THE PROBLEM> Retype the data in its entirety, with no word changed.
*****
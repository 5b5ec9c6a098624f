// models/chatmodels.rs
use chrono::{DateTime, Utc};
use serde::{Deserialize, Serialize};

use super::usermodel::UserRole;

#[derive(Debug, Serialize, Deserialize, Clone, PartialEq)]
pub struct ChatParticipant {
    pub id: i64,
    #[serde(default)]
    pub name: String,
    pub role: UserRole,
}

#[derive(Debug, Serialize, Deserialize, Clone, PartialEq)]
pub struct Message {
    pub id: i64,
    pub work_request_id: i64,
    pub sender_id: i64,
    pub receiver_id: i64,
    pub content: String,
    pub created_at: DateTime<Utc>,
    #[serde(default)]
    pub sender: Option<ChatParticipant>,
}

impl Message {
    pub fn sender_role(&self) -> Option<UserRole> {
        self.sender.as_ref().map(|sender| sender.role)
    }

    /// Whether the viewer should see this message as their own.
    /// Staff viewers see every staff message as their own.
    pub fn is_own(&self, viewer_id: i64, viewer_role: UserRole) -> bool {
        if self.sender_id == viewer_id {
            return true;
        }
        viewer_role.is_staff() && self.sender_role().map_or(false, |role| role.is_staff())
    }
}

/// Sort by server creation time; ids break ties.
pub fn sort_messages(messages: &mut [Message]) {
    messages.sort_by(|a, b| a.created_at.cmp(&b.created_at).then(a.id.cmp(&b.id)));
}

#[derive(Debug, Serialize, Deserialize, Clone, PartialEq)]
pub struct Conversation {
    pub work_request_id: i64,
    pub other_user: ChatParticipant,
    #[serde(default)]
    pub last_message: Option<Message>,
    #[serde(default)]
    pub unread_count: i64,
}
*****
EXERCISE OUTPUT>
repository 5b5ec9c6a098624f
// models/chatmodels.rs
use chrono::{DateTime, Utc};
use serde::{Deserialize, Serialize};

use super::usermodel::UserRole;

#[derive(Debug, Serialize, Deserialize, Clone, PartialEq)]
pub struct ChatParticipant {
    pub id: i64,
    #[serde(default)]
    pub name: String,
    pub role: UserRole,
}

#[derive(Debug, Serialize, Deserialize, Clone, PartialEq)]
pub struct Message {
    pub id: i64,
    pub work_request_id: i64,
    pub sender_id: i64,
    pub receiver_id: i64,
    pub content: String,
    pub created_at: DateTime<Utc>,
    #[serde(default)]
    pub sender: Option<ChatParticipant>,
}

impl Message {
    pub fn sender_role(&self) -> Option<UserRole> {
        self.sender.as_ref().map(|sender| sender.role)
    }

    /// Whether the viewer should see this message as their own.
    /// Staff viewers see every staff message as their own.
    pub fn is_own(&self, viewer_id: i64, viewer_role: UserRole) -> bool {
        if self.sender_id == viewer_id {
            return true;
        }
        viewer_role.is_staff() && self.sender_role().map_or(false, |role| role.is_staff())
    }
}

/// Sort by server creation time; ids break ties.
pub fn sort_messages(messages: &mut [Message]) {
    messages.sort_by(|a, b| a.created_at.cmp(&b.created_at).then(a.id.cmp(&b.id)));
}

#[derive(Debug, Serialize, Deserialize, Clone, PartialEq)]
pub struct Conversation {
    pub work_request_id: i64,
    pub other_user: ChatParticipant,
    #[serde(default)]
    pub last_message: Option<Message>,
    #[serde(default)]
    pub unread_count: i64,
}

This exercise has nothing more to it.